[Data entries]

//! Binary NUMERIC codec
//!
//! PostgreSQL (and Redshift) send NUMERIC in binary as base-10000 digit
//! groups with a weight, sign and display scale:
//!
//! ```text
//! ndigits: i16 | weight: i16 | sign: u16 | dscale: u16 | digits: [i16; ndigits]
//! ```
//!
//! Values are converted to and from their exact decimal text so no precision
//! is lost on the way through.

use bytes::{BufMut, BytesMut};
use std::fmt::Write as _;
use thiserror::Error;

const SIGN_POS: u16 = 0x0000;
const SIGN_NEG: u16 = 0x4000;
const SIGN_NAN: u16 = 0xC000;
const SIGN_PINF: u16 = 0xD000;
const SIGN_NINF: u16 = 0xF000;

const NBASE: u16 = 10_000;
const MAX_DSCALE: usize = 0x3FFF;

#[derive(Debug, Error, PartialEq, Eq)]
pub enum NumericError {
    #[error("numeric value truncated: expected {expected} bytes, got {actual}")]
    Truncated { expected: usize, actual: usize },

    #[error("invalid numeric sign 0x{0:04x}")]
    InvalidSign(u16),

    #[error("invalid numeric digit {0}")]
    InvalidDigit(i16),

    #[error("'{0}' is not a decimal literal")]
    InvalidLiteral(String),

    #[error("decimal literal too large")]
    Overflow,
}

/// Decode a binary NUMERIC into exact decimal text
pub fn decode(raw: &[u8]) -> Result<String, NumericError> {
    if raw.len() < 8 {
        return Err(NumericError::Truncated {
            expected: 8,
            actual: raw.len(),
        });
    }
    let read_i16 = |at: usize| i16::from_be_bytes([raw[at], raw[at + 1]]);
    let ndigits = read_i16(0).max(0) as usize;
    let weight = read_i16(2) as i32;
    let sign = u16::from_be_bytes([raw[4], raw[5]]);
    let dscale = u16::from_be_bytes([raw[6], raw[7]]) as usize;

    let expected = 8 + ndigits * 2;
    if raw.len() != expected {
        return Err(NumericError::Truncated {
            expected,
            actual: raw.len(),
        });
    }

    let negative = match sign {
        SIGN_POS => false,
        SIGN_NEG => true,
        SIGN_NAN => return Ok("NaN".to_string()),
        SIGN_PINF => return Ok("Infinity".to_string()),
        SIGN_NINF => return Ok("-Infinity".to_string()),
        other => return Err(NumericError::InvalidSign(other)),
    };

    let mut digits = Vec::with_capacity(ndigits);
    for i in 0..ndigits {
        let digit = read_i16(8 + i * 2);
        if !(0..NBASE as i16).contains(&digit) {
            return Err(NumericError::InvalidDigit(digit));
        }
        digits.push(digit as u16);
    }
    let group = |index: i32| -> u16 {
        if index < 0 {
            0
        } else {
            digits.get(index as usize).copied().unwrap_or(0)
        }
    };

    let mut out = String::new();
    if negative {
        out.push('-');
    }
    if weight < 0 {
        out.push('0');
    } else {
        for index in 0..=weight {
            if index == 0 {
                let _ = write!(out, "{}", group(index));
            } else {
                let _ = write!(out, "{:04}", group(index));
            }
        }
    }

    if dscale > 0 {
        let mut fraction = String::with_capacity(dscale + 4);
        let mut index = weight + 1;
        while fraction.len() < dscale {
            let _ = write!(fraction, "{:04}", group(index));
            index += 1;
        }
        fraction.truncate(dscale);
        out.push('.');
        out.push_str(&fraction);
    }

    Ok(out)
}

struct Literal<'a> {
    negative: bool,
    integer: &'a str,
    fraction: &'a str,
}

fn parse_literal(text: &str) -> Option<Literal<'_>> {
    let (negative, body) = match text.as_bytes().first()? {
        b'-' => (true, &text[1..]),
        b'+' => (false, &text[1..]),
        _ => (false, text),
    };
    let (integer, fraction) = match body.split_once('.') {
        Some((integer, fraction)) => (integer, fraction),
        None => (body, ""),
    };
    if integer.is_empty() && fraction.is_empty() {
        return None;
    }
    let all_digits = |s: &str| s.bytes().all(|b| b.is_ascii_digit());
    if !all_digits(integer) || !all_digits(fraction) {
        return None;
    }
    Some(Literal {
        negative,
        integer: integer.trim_start_matches('0'),
        fraction,
    })
}

fn special_sign(text: &str) -> Option<u16> {
    match text.to_ascii_lowercase().as_str() {
        "nan" => Some(SIGN_NAN),
        "infinity" | "+infinity" => Some(SIGN_PINF),
        "-infinity" => Some(SIGN_NINF),
        _ => None,
    }
}

/// Whether `text` is a plain decimal literal (`-12.50`, `.5`, `7`, `NaN`)
pub fn is_decimal_literal(text: &str) -> bool {
    special_sign(text).is_some() || parse_literal(text).is_some()
}

/// Encode exact decimal text as a binary NUMERIC
pub fn encode(text: &str, out: &mut BytesMut) -> Result<(), NumericError> {
    if let Some(sign) = special_sign(text) {
        out.put_i16(0);
        out.put_i16(0);
        out.put_u16(sign);
        out.put_u16(0);
        return Ok(());
    }

    let literal =
        parse_literal(text).ok_or_else(|| NumericError::InvalidLiteral(text.to_string()))?;
    let dscale = literal.fraction.len();
    if dscale > MAX_DSCALE {
        return Err(NumericError::Overflow);
    }

    let int_pad = (4 - literal.integer.len() % 4) % 4;
    let frac_pad = (4 - literal.fraction.len() % 4) % 4;
    let mut padded = String::with_capacity(int_pad + literal.integer.len() + dscale + frac_pad);
    padded.extend(std::iter::repeat('0').take(int_pad));
    padded.push_str(literal.integer);
    padded.push_str(literal.fraction);
    padded.extend(std::iter::repeat('0').take(frac_pad));

    let mut groups: Vec<u16> = padded
        .as_bytes()
        .chunks(4)
        .map(|chunk| chunk.iter().fold(0u16, |acc, b| acc * 10 + (b - b'0') as u16))
        .collect();

    let int_groups = (int_pad + literal.integer.len()) / 4;
    let mut weight = int_groups as i32 - 1;

    let leading = groups.iter().take_while(|g| **g == 0).count();
    groups.drain(..leading);
    weight -= leading as i32;
    while groups.last() == Some(&0) {
        groups.pop();
    }

    let (sign, weight) = if groups.is_empty() {
        (SIGN_POS, 0)
    } else if literal.negative {
        (SIGN_NEG, weight)
    } else {
        (SIGN_POS, weight)
    };

    let ndigits = i16::try_from(groups.len()).map_err(|_| NumericError::Overflow)?;
    let weight = i16::try_from(weight).map_err(|_| NumericError::Overflow)?;

    out.reserve(8 + groups.len() * 2);
    out.put_i16(ndigits);
    out.put_i16(weight);
    out.put_u16(sign);
    out.put_u16(dscale as u16);
    for digit in groups {
        out.put_i16(digit as i16);
    }
    Ok(())
}

#[cfg(test)]
mod tests {
    use super::*;
    use quickcheck_macros::quickcheck;

    fn round_trip(text: &str) -> String {
        let mut buf = BytesMut::new();
        encode(text, &mut buf).unwrap();
        decode(&buf).unwrap()
    }

    #[test]
    fn test_known_encoding() {
        let mut buf = BytesMut::new();
        encode("12345.6789", &mut buf).unwrap();
        // ndigits=3 weight=1 sign=+ dscale=4 digits=[1, 2345, 6789]
        assert_eq!(
            &buf[..],
            &[0, 3, 0, 1, 0, 0, 0, 4, 0, 1, 0x09, 0x29, 0x1a, 0x85]
        );
    }

    #[test]
    fn test_exact_round_trips() {
        assert_eq!(round_trip("12345.6789"), "12345.6789");
        assert_eq!(round_trip("0.0001"), "0.0001");
        assert_eq!(round_trip("0.00001"), "0.00001");
        assert_eq!(round_trip("-42"), "-42");
        assert_eq!(round_trip("1.10"), "1.10");
        assert_eq!(round_trip("100000000"), "100000000");
        assert_eq!(round_trip("007.50"), "7.50");
        assert_eq!(round_trip(".5"), "0.5");
    }

    #[test]
    fn test_zero_drops_sign() {
        assert_eq!(round_trip("-0.00"), "0.00");
        assert_eq!(round_trip("0"), "0");
    }

    #[test]
    fn test_special_values() {
        assert_eq!(round_trip("NaN"), "NaN");
        assert_eq!(round_trip("Infinity"), "Infinity");
        assert_eq!(round_trip("-Infinity"), "-Infinity");
    }

    #[test]
    fn test_decode_respects_dscale_beyond_digits() {
        // 1.5 stored with dscale 3
        let raw = [0, 2, 0, 0, 0, 0, 0, 3, 0, 1, 0x13, 0x88];
        assert_eq!(decode(&raw).unwrap(), "1.500");
    }

    #[test]
    fn test_decode_rejects_short_buffer() {
        assert!(matches!(decode(&[0, 1]), Err(NumericError::Truncated { .. })));
        assert!(matches!(
            decode(&[0, 2, 0, 0, 0, 0, 0, 0, 0, 1]),
            Err(NumericError::Truncated { .. })
        ));
    }

    #[test]
    fn test_decode_rejects_bad_sign() {
        let raw = [0, 0, 0, 0, 0x12, 0x34, 0, 0];
        assert_eq!(decode(&raw), Err(NumericError::InvalidSign(0x1234)));
    }

    #[test]
    fn test_literal_validation() {
        assert!(is_decimal_literal("12345.6789"));
        assert!(is_decimal_literal("-1"));
        assert!(is_decimal_literal("+.25"));
        assert!(is_decimal_literal("nan"));
        assert!(!is_decimal_literal(""));
        assert!(!is_decimal_literal("-"));
        assert!(!is_decimal_literal("."));
        assert!(!is_decimal_literal("1e5"));
        assert!(!is_decimal_literal("1,000"));
    }

    #[quickcheck]
    fn prop_decimal_text_survives_round_trip(negative: bool, integer: u64, fraction: Vec<u8>) -> bool {
        let fraction: String = fraction
            .iter()
            .take(40)
            .map(|d| char::from(b'0' + d % 10))
            .collect();
        let mut text = String::new();
        let is_zero = integer == 0 && fraction.bytes().all(|b| b == b'0');
        if negative && !is_zero {
            text.push('-');
        }
        text.push_str(&integer.to_string());
        if !fraction.is_empty() {
            text.push('.');
            text.push_str(&fraction);
        }
        round_trip(&text) == text
    }
}
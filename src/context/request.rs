//! Per-invocation request context
//!
//! One [`RequestContext`] is created by the transport for each tool call and
//! handed by reference to the pool, executor and catalog. It never outlives
//! the invocation.

use crate::context::cancel::CancelToken;
use crate::errors::{BridgeError, Result};
use std::future::Future;
use std::time::Duration;
use tokio::time::Instant;
use uuid::Uuid;

/// Correlation id, cancellation signal and deadline for one tool call
#[derive(Debug, Clone)]
pub struct RequestContext {
    /// Correlation identifier for diagnostics
    id: Uuid,

    /// Shared cancellation signal
    cancel: CancelToken,

    /// Absolute deadline, if any
    deadline: Option<Instant>,
}

impl RequestContext {
    /// Create context with a fresh id and no deadline
    pub fn new() -> Self {
        Self {
            id: Uuid::new_v4(),
            cancel: CancelToken::new(),
            deadline: None,
        }
    }

    /// Attach an externally owned cancellation token
    pub fn with_cancel_token(mut self, cancel: CancelToken) -> Self {
        self.cancel = cancel;
        self
    }

    /// Set deadline relative to now
    pub fn with_timeout(mut self, timeout: Duration) -> Self {
        self.deadline = Some(Instant::now() + timeout);
        self
    }

    /// Set absolute deadline
    pub fn with_deadline(mut self, deadline: Instant) -> Self {
        self.deadline = Some(deadline);
        self
    }

    pub fn id(&self) -> Uuid {
        self.id
    }

    pub fn cancel_token(&self) -> &CancelToken {
        &self.cancel
    }

    pub fn deadline(&self) -> Option<Instant> {
        self.deadline
    }

    pub fn cancel(&self) {
        self.cancel.cancel();
    }

    pub fn is_cancelled(&self) -> bool {
        self.cancel.is_cancelled()
    }

    /// Time left before the deadline; `None` means unbounded
    pub fn remaining(&self) -> Option<Duration> {
        self.deadline
            .map(|deadline| deadline.saturating_duration_since(Instant::now()))
    }

    /// Earlier of the context deadline and `now + timeout`
    pub fn effective_deadline(&self, timeout: Option<Duration>) -> Option<Instant> {
        let local = timeout.map(|limit| Instant::now() + limit);
        match (self.deadline, local) {
            (Some(a), Some(b)) => Some(a.min(b)),
            (a, b) => a.or(b),
        }
    }

    /// Fail fast when cancelled or past the deadline
    pub fn check(&self) -> Result<()> {
        if self.is_cancelled() {
            return Err(BridgeError::Cancelled);
        }
        if let Some(deadline) = self.deadline {
            if Instant::now() >= deadline {
                return Err(BridgeError::Timeout { duration_ms: 0 });
            }
        }
        Ok(())
    }

    /// Run `fut` until it completes, the token fires, or `deadline` passes
    ///
    /// Cancellation wins over a simultaneously elapsed deadline.
    pub async fn guard<F, T>(&self, deadline: Option<Instant>, fut: F) -> Result<T>
    where
        F: Future<Output = Result<T>>,
    {
        let started = Instant::now();
        let sleep = async {
            match deadline {
                Some(at) => tokio::time::sleep_until(at).await,
                None => std::future::pending::<()>().await,
            }
        };
        tokio::select! {
            biased;
            _ = self.cancel.cancelled() => Err(BridgeError::Cancelled),
            _ = sleep => Err(BridgeError::Timeout {
                duration_ms: started.elapsed().as_millis() as u64,
            }),
            result = fut => result,
        }
    }
}

impl Default for RequestContext {
    fn default() -> Self {
        Self::new()
    }
}
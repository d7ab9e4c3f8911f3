//! Query execution
//!
//! [`QueryExecutor`] runs one statement on a checked-out connection and
//! hands back a [`ResultSet`] that pulls rows from the warehouse portal in
//! fixed-size batches until the row cap or the end of the result.

pub mod executor;
pub mod result;

pub use executor::{ExecutorConfig, QueryExecutor, QueryRequest};
pub use result::{QueryOutput, ResultSet};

WHAT TO PRODUCE >> When you reach the line that contains "#[derive(Debug, Error, PartialEq, Eq)]", stop; that line and every line before it, from the very first line of the data, should be restated word for word.

ANSWER TO THE EXERCISE >>
//! Binary NUMERIC codec
//!
//! PostgreSQL (and Redshift) send NUMERIC in binary as base-10000 digit
//! groups with a weight, sign and display scale:
//!
//! ```text
//! ndigits: i16 | weight: i16 | sign: u16 | dscale: u16 | digits: [i16; ndigits]
//! ```
//!
//! Values are converted to and from their exact decimal text so no precision
//! is lost on the way through.

use bytes::{BufMut, BytesMut};
use std::fmt::Write as _;
use thiserror::Error;

const SIGN_POS: u16 = 0x0000;
const SIGN_NEG: u16 = 0x4000;
const SIGN_NAN: u16 = 0xC000;
const SIGN_PINF: u16 = 0xD000;
const SIGN_NINF: u16 = 0xF000;

const NBASE: u16 = 10_000;
const MAX_DSCALE: usize = 0x3FFF;

#[derive(Debug, Error, PartialEq, Eq)]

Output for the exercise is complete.